# Jersey bull calf for meat?



## Michael W. Smith

Our neighborhood farmer raises Jersey cows, and I've recently been made aware that he sells his bull calves for $10.00 each, 1 - 2 weeks old. 

So that got me thinking, (what a dangerous action!) if I bought one from him (don't have to worry about a calf going through the auction barn and picking up whatever disease) and since it's already 1 - 2 weeks old, bottle feed it until it's eating solid food, band it, so the little fellow becomes a steer, and let him eat grass all Spring, Summer, and into Fall, give "it" a little grain now and then and then butcher him.

Is this a project really worth it? I know I'm not going to end up with a big monster, but should end up with an animal that provides some meat. On the plus side, I'm good friends with the butcher, so would receive a discount on the butchering as well.

Or is this a pipe dream and not even worth thinking about (or acting on)?


----------



## lilmizlayla

:cowboy:yes for you..and yes for him. Yes for you because they have been with their mother already and bottle feeding is easier if they have been with their mother and already gotten their first milk. Jerseys are hard to keep alive. 
Yes for him because at the auction he may get 2 dollars a head. I paid 3 for one and 7 for my bigger one..and 1 dollar for my other. It was my 1 dollar and 4 dollar one that survived..go figure. 

The meat is supposed to be really good. 

dont fall in love with those big brown eyes! They are really small and really sweet

just dont change your mind about butchering..jerseys are the nastiest when they are older..whether you have them castrated or not


----------



## Oggie

Might you be able to ask the farmer to keep the bull calf on the cow for several weeks longer? 

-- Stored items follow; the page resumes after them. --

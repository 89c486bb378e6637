//! Fab CLI — the command-line interface for the placement engine.
//!
//! Provides `fab place` for running the full seed/anneal/CTS/ECO pipeline
//! over a fabric description and a gate-level design.

#![warn(missing_docs)]

mod load;

use clap::{Parser, Subcommand};
use fab_core::{CtsParams, SaParams, Session};
use std::path::PathBuf;
use std::process;

/// Fab — a structured-ASIC placement engine.
#[derive(Parser, Debug)]
#[command(name = "fab", version, about = "Structured ASIC placement engine")]
pub struct Cli {
    /// Suppress per-temperature SA trace lines.
    #[arg(short, long, global = true)]
    pub quiet: bool,

    /// The subcommand to run.
    #[command(subcommand)]
    pub command: Command,
}

/// Available CLI commands.
#[derive(Subcommand, Debug)]
pub enum Command {
    /// Place a design onto a fabric and emit the rewritten ECO netlist.
    Place(PlaceArgs),
}

/// Arguments for the `fab place` subcommand.
#[derive(Parser, Debug)]
pub struct PlaceArgs {
    /// Path to the fabric description (JSON).
    #[arg(long)]
    pub fabric: PathBuf,

    /// Path to the gate-level design description (JSON).
    #[arg(long)]
    pub design: PathBuf,

    /// Random seed driving every stochastic SA decision.
    #[arg(long, default_value_t = 0)]
    pub seed: u64,

    /// Initial SA temperature.
    #[arg(long, default_value_t = 100.0)]
    pub t0: f64,

    /// Geometric cooling factor.
    #[arg(long, default_value_t = 0.92)]
    pub alpha: f64,

    /// Move attempts per temperature stage.
    #[arg(long = "moves-per-temp", default_value_t = 200)]
    pub moves_per_temp: usize,

    /// Probability of a windowed "refine" move over an unbounded "explore"
    /// move.
    #[arg(long = "prob-refine", default_value_t = 0.50)]
    pub prob_refine: f64,

    /// Temperature floor; annealing stops once below this.
    #[arg(long = "t-min", default_value_t = 1e-3)]
    pub t_min: f64,

    /// Consecutive all-reject temperature stages before stopping early.
    #[arg(long = "max-stall", default_value_t = 5)]
    pub max_stall: usize,

    /// Maximum DFF sinks a single clock buffer may drive.
    #[arg(long = "max-fanout", default_value_t = 4)]
    pub max_fanout: usize,

    /// Floor on the refine-move window radius.
    #[arg(long = "window-min", default_value_t = 1)]
    pub window_min: i64,

    /// Write the rewritten ECO netlist to this path instead of stderr.
    #[arg(short, long)]
    pub output: Option<PathBuf>,

    /// Write the placement map (`instance_name slot_id x_um y_um`, sorted
    /// by instance name, the primary artefact of a run) to this path
    /// instead of stdout.
    #[arg(long = "placement-map")]
    pub placement_map: Option<PathBuf>,
}

fn main() {
    let cli = Cli::parse();
    let result = match cli.command {
        Command::Place(ref args) => run_place(args, cli.quiet),
    };

    match result {
        Ok(code) => process::exit(code),
        Err(e) => {
            eprintln!("error: {e}");
            process::exit(1);
        }
    }
}

fn run_place(args: &PlaceArgs, quiet: bool) -> Result<i32, Box<dyn std::error::Error>> {
    let fabric = load::load_fabric(&args.fabric)?;
    let netlist = load::load_design(&args.design)?;

    let sa_params = SaParams {
        seed: args.seed,
        t0: args.t0,
        alpha: args.alpha,
        moves_per_temp: args.moves_per_temp,
        prob_refine: args.prob_refine,
        t_min: args.t_min,
        max_stall_temps: args.max_stall,
        window_min: args.window_min,
    };
    sa_params.validate()?;
    let cts_params = CtsParams {
        max_fanout: args.max_fanout,
    };

    let mut session = Session::new(fabric, netlist)?;

    let mut reporter = |tick: &fab_core::SaTick| {
        if !quiet {
            eprintln!(
                "T={:.4} attempts={} accepts={} cost={} elapsed_ms={}",
                tick.temperature, tick.attempts, tick.accepts, tick.current_cost, tick.elapsed_ms
            );
        }
    };

    let result = session.run(&sa_params, &cts_params, Some(&mut reporter), None)?;

    for diag in session.sink().take_all() {
        eprintln!("{}: {}", diag.severity, diag.message);
    }

    let placement_map = result.placement_map.render();
    match &args.placement_map {
        Some(path) => std::fs::write(path, &placement_map)?,
        None => print!("{placement_map}"),
    }

    let rendered = serde_json::to_string_pretty(&result.eco_netlist)?;
    match &args.output {
        Some(path) => std::fs::write(path, rendered)?,
        None => eprintln!("{rendered}"),
    }

    eprintln!("final cost: {}", result.final_cost);
    Ok(0)
}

I would think that he would be much healthier and you'd be less likely to have a lump of spoiling veal on your hands.


----------



## Michael W. Smith

lilmizlayla said:


> dont fall in love with those big brown eyes! They are really small and really sweet


Well now, THAT could be a problem! Perhaps I should get 3 of them (hey they are cheap enough!) raise one for myself, and send the remaining 2 to auction. Maybe having 3 I wouldn't get so attached.


----------



## Peace n Quiet

If you can't feed him through at least one winter, it's probably not worth it. We butchered a jersey steer last fall. He was primarily grass/hay fed, with only 150 lbs or so of grain fed to him. The meat is excellent - far better than some beef crosses we've raised and well worth raising. 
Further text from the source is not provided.